Villa Stenersen was designed as their residence by architect Arne Korsmo (1900-1968).
The villa was located at Tuengen allé 10c in the Oslo district of Vestre Aker.
An example of architectural functionalism, it was built 1937-1939.

Stenersen was decorated as a Knight, First Class of the Royal Norwegian Order of St. Olav in 1953, and as a Commander in 1974. He received the St. Hallvard Medal in 1977.

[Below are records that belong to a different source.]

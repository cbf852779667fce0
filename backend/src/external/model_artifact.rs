//! Model artifact client
//!
//! Fetches the pretrained classifier from an HTTP(S) URL or a local file
//! and optionally checks its SHA-256 digest.

use std::path::PathBuf;
use std::time::Duration;

use reqwest::Client;
use sha2::{Digest, Sha256};

use crate::classifier::InferenceError;

/// Where the model artifact lives
#[derive(Debug, Clone, PartialEq, Eq)]
pub enum ModelSource {
    Url(String),
    File(PathBuf),
}

impl ModelSource {
    /// `http://` and `https://` sources are fetched over the network,
    /// anything else is read from disk.
    pub fn parse(source: &str) -> Self {
        if source.starts_with("http://") || source.starts_with("https://") {
            ModelSource::Url(source.to_string())
        } else {
            ModelSource::File(PathBuf::from(source))
        }
    }
}

impl std::fmt::Display for ModelSource {
    fn fmt(&self, f: &mut std::fmt::Formatter<'_>) -> std::fmt::Result {
        match self {
            ModelSource::Url(url) => write!(f, "{}", url),
            ModelSource::File(path) => write!(f, "{}", path.display()),
        }
    }
}

/// Client for downloading the model artifact
#[derive(Clone)]
pub struct ModelArtifactClient {
    source: ModelSource,
    sha256: Option<String>,
    http_client: Client,
}

impl ModelArtifactClient {
    /// Create a new artifact client
    pub fn new(
        source: ModelSource,
        sha256: Option<String>,
        timeout: Duration,
    ) -> Result<Self, InferenceError> {
        let http_client = Client::builder()
            .timeout(timeout)
            .build()
            .map_err(|e| InferenceError::LoadFailed(format!("HTTP client: {}", e)))?;

        Ok(Self {
            source,
            sha256: sha256.map(|s| s.trim().to_ascii_lowercase()),
            http_client,
        })
    }

    pub fn source(&self) -> &ModelSource {
        &self.source
    }

    /// Fetch the artifact bytes and verify the digest when one is configured
    pub async fn fetch(&self) -> Result<Vec<u8>, InferenceError> {
        tracing::info!(source = %self.source, "Fetching model artifact");

        let bytes = match &self.source {
            ModelSource::Url(url) => self.download(url).await?,
            ModelSource::File(path) => tokio::fs::read(path).await.map_err(|e| {
                InferenceError::LoadFailed(format!("Cannot read {}: {}", path.display(), e))
            })?,
        };

        self.verify(&bytes)?;
        tracing::info!(bytes = bytes.len(), "Model artifact fetched");
        Ok(bytes)
    }

    async fn download(&self, url: &str) -> Result<Vec<u8>, InferenceError> {
        let response = self
            .http_client
            .get(url)
            .send()
            .await
            .map_err(|e| InferenceError::LoadFailed(format!("Request failed: {}", e)))?;

        if !response.status().is_success() {
            return Err(InferenceError::LoadFailed(format!(
                "Model host returned {}",
                response.status()
            )));
        }

        let bytes = response
            .bytes()
            .await
            .map_err(|e| InferenceError::LoadFailed(format!("Failed to read body: {}", e)))?;

        Ok(bytes.to_vec())
    }

    fn verify(&self, bytes: &[u8]) -> Result<(), InferenceError> {
        let Some(expected) = &self.sha256 else {
            return Ok(());
        };

        let actual = sha256_hex(bytes);
        if &actual != expected {
            return Err(InferenceError::ChecksumMismatch {
                expected: expected.clone(),
                actual,
            });
        }
        Ok(())
    }
}

/// Lower-case hex SHA-256 digest
pub fn sha256_hex(bytes: &[u8]) -> String {
    format!("{:x}", Sha256::digest(bytes))
}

Stenersen died at Bergen in 1978 and was buried in the cemetery at Ris Church in Oslo.
His collection of foreign art had been donated to the city of Bergen in 1971, and the exhibition was open to the public from 1978. He donated Villa Stenersen to the State of Norway as an official residence. Prime Minister Odvar Nordli lived in the house and the building has later been used for cultural purposes.